Contents

Shipping Jamf Webhooks with Fivetran

Contents

Shipping Jamf Pro Webhooks to Snowflake

Jamf Pro has a builtin feature where you have the ability to ship a webhook event when specific events happen in their application. This allows for a near real time feed of event based data which you can consume and leverage to gain insights about your fleet. Jamf provides some documentation online, found here.

Webhooks are generated automatically, and near instantly when an event occurs. In the linked documentation above you will see all the possible webhooks and sample data of what each webhook ships. There are many ways to ship webhooks, and you can choose from many paths to take. You can roll your own webhook receiver, you can ship webhooks directly to cloud storage (S3, Azure Blob, GCP Cloud Storage), use one of many data ingestion tools, and so forth. Right now we are leveraging a tool called Fivetran. Fivetran has built in integration to many SaaS and cloud services. What tools work best for your Organization will be up to your Org to decide.

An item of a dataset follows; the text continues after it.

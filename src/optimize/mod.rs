//! Optimizers over the relaxed assignment polytope.

pub mod pqn;

pub use pqn::{minimize, PqnResult, PqnSettings, PqnStatus};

Here is how the data flow looks:

/img/jamf_webhooks.png

First we need to configure Fivetran Snowflake Connector

After that create the database in Snowflake, for reference here is the documentation

This blog post assumes you have this operating and working, as every Org might have different configurations or requirements in their apps, please refer to the official documentation to ensure this is working. With in Snowflake you can have many warehouses, databases, schemas, and a wide range of RBAC controls in place. So, you may need to adjust some knobs to get this to work.

Here is what I have created in my dev account:

/img/jamf_db_snowflake.png

If you have your database setup now we need to log into Fivetran and create our connector. Find the Webhook Conector with in Fivetran and create a new one. You will want to make sure you already have the database in place and Fivetran has the proper RBAC on that table for data ingestion.

Here is an example:

/img/ft_jamf_webhook.png

There will be a Webhook URL once created which you will need to configure in the Jamf Pro Server. Navigate to Settings > Global Management > Webhooks. Create a new webhook, select the event you want to ship (above example was ComputerCheckin), and make sure you select JSON as the data type. Input the URL you generated in Fivetran and any other options you would like to tweak. You can see that I have my schema set and the table set that matches my dev account in the screenshots.

For reference:

/img/ex_jamf_webhook.png

In Fivetran you can select how often data synchronizes with Snowflake. Since Webhooks are event based data, it is my opinion that the faster you can consume the event, the more valuable that data is. So, I have chosen to ingest every 5 minutes. If you want to pick a different time, you may do so. Your Org may have different needs or requirements, but I do strongly suggest you ingest the webhooks as fast as you can. For example, if you are building data around events, the event based data is more valuable if you can get it in near-realtime. Below are the settings I have configured.

/img/ft_sync_settings.png

So that is it! Just repeat this process for each webhook event you wish to ship to Snowflake. Now you can let the data flow right in, and you are ready to query some of the data and get intelligence off of it.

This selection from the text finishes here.